In this letter, the former President expresses hostility toward the Republicans and supports the Alien and Sedition Acts, an attempt by the Federalist-controlled Congress to suppress political opposition and stamp out sympathy for revolutionary France. These acts gave the President the power to imprison or deport foreigners believed to be dangerous to the United States and made it a crime to attack the government with "false, scandalous, or malicious statements." While the Alien and Sedition Acts represent a low point in the history of American civil liberties, Washington's anger toward the Republicans was in many respects well-founded: The Jeffersonians were extraordinarily naive and idealistic in their dealings with Revolutionary France and the Napoleonic regime that was just emerging.
I have lately received information, which, in my opinion, merits attention. The brawlers against Government measures, in some of the most discontented parts of this state, have, all of a sudden become silent, and, it is added, are very desirous of obtaining Commissions in the army about to be raised.
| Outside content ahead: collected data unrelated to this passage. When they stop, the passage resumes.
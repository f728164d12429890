//! Void Pulse - A single-screen survive-and-shoot arcade game
//!
//! Core modules:
//! - `sim`: Deterministic simulation (movement, enemy AI, collisions, leveling, spawning)
//! - `session`: Lifecycle control surface driving the simulation from host time
//! - `config`: Variant presets and feature switches
//! - `highscore`: Persisted best score
//! - `platform`: Browser/native platform abstraction

pub mod config;
pub mod error;
pub mod highscore;
pub mod platform;
pub mod session;
pub mod sim;

pub use config::{SimConfig, Variant};
pub use error::{Error, Result};
pub use highscore::HighScore;
pub use session::Session;

use glam::Vec2;

/// Game configuration constants
pub mod consts {
    /// Milliseconds in one reference frame (time scale 1.0 == one 60 Hz frame)
    pub const FRAME_MS: f32 = 1000.0 / 60.0;
    /// Largest time scale a single frame may advance (tab-switch hitch guard)
    pub const MAX_FRAME_SCALE: f32 = 4.0;

    /// Default viewport dimensions
    pub const VIEWPORT_WIDTH: f32 = 1280.0;
    pub const VIEWPORT_HEIGHT: f32 = 720.0;

    /// Player defaults
    pub const PLAYER_SPEED: f32 = 5.0;
    /// Half-size of the player triangle, also the viewport inset margin
    pub const PLAYER_MARGIN: f32 = 20.0;
    pub const PLAYER_RADIUS: f32 = 15.0;
    pub const PLAYER_MAX_HEALTH: f32 = 100.0;

    /// Projectiles
    pub const BULLET_SPEED: f32 = 15.0;
    pub const BULLET_RADIUS: f32 = 4.0;
    pub const ENEMY_BULLET_RADIUS: f32 = 5.0;
    /// Distance beyond the viewport edge at which projectiles are culled
    pub const CULL_MARGIN: f32 = 50.0;
    /// Distance beyond the viewport edge where enemies appear
    pub const SPAWN_MARGIN: f32 = 50.0;

    /// Particles lose this much life per reference frame
    pub const PARTICLE_FADE: f32 = 0.02;
    /// Maximum live particles (oldest are evicted first)
    pub const MAX_PARTICLES: usize = 512;
    pub const EXPLOSION_PARTICLES: usize = 10;
    pub const DASH_TRAIL_PARTICLES: usize = 8;

    /// Floating damage text
    pub const DAMAGE_TEXT_RISE: f32 = 1.0;
    pub const DAMAGE_TEXT_FADE: f32 = 0.02;
}

/// Convert polar (r, theta) to cartesian (x, y)
#[inline]
pub fn polar_to_cartesian(r: f32, theta: f32) -> Vec2 {
    Vec2::new(r * theta.cos(), r * theta.sin())
}

/// Angle of the vector pointing from `from` to `to`
#[inline]
pub fn heading(from: Vec2, to: Vec2) -> f32 {
    let d = to - from;
    d.y.atan2(d.x)
}

#[cfg(test)]
mod tests {
    use super::*;
    use std::f32::consts::PI;

    #[test]
    fn test_heading_cardinal() {
        let origin = Vec2::ZERO;
        assert!(heading(origin, Vec2::new(10.0, 0.0)).abs() < 1e-6);
        assert!((heading(origin, Vec2::new(0.0, 10.0)) - PI / 2.0).abs() < 1e-6);
        assert!((heading(origin, Vec2::new(-10.0, 0.0)).abs() - PI).abs() < 1e-6);
    }

    #[test]
    fn test_polar_round_trip_length() {
        let p = polar_to_cartesian(7.5, 1.1);
        assert!((p.length() - 7.5).abs() < 1e-5);
    }
}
This information did not fail to leave an impression upon my mind at the time I received it; but it has acquired strength from a publication I have lately seen in one of the Maryland Gazettes.... The motives ascribed to them are, that in such a situation they would endeavor to divide, & contaminate the army, by artful & seditious discourses, and perhaps at a critical moment, bring on confusion. What weight to give to these conjectures you can judge of, as well as I. But as there will be characters enough of an opposite description, who are ready to receive appointments, circumspection is necessary; for my opinion of the first are, that you could as soon scrub the blackamoor white, as to change the principles of a profest Democrat; and that he will leave nothing unattempted to overturn the Government of this Country. Finding the resentment of the People at the conduct of France too strong to be resisted, they have, in appearance, adopted their sentiments; and pretend that, not withstanding the misconduct of Government have brought it upon us, yet, if an Invasion should take place, it will be found that they will be among the first to defend it. This is their story at all Elections, and Election meetings, and told in many instances with effect.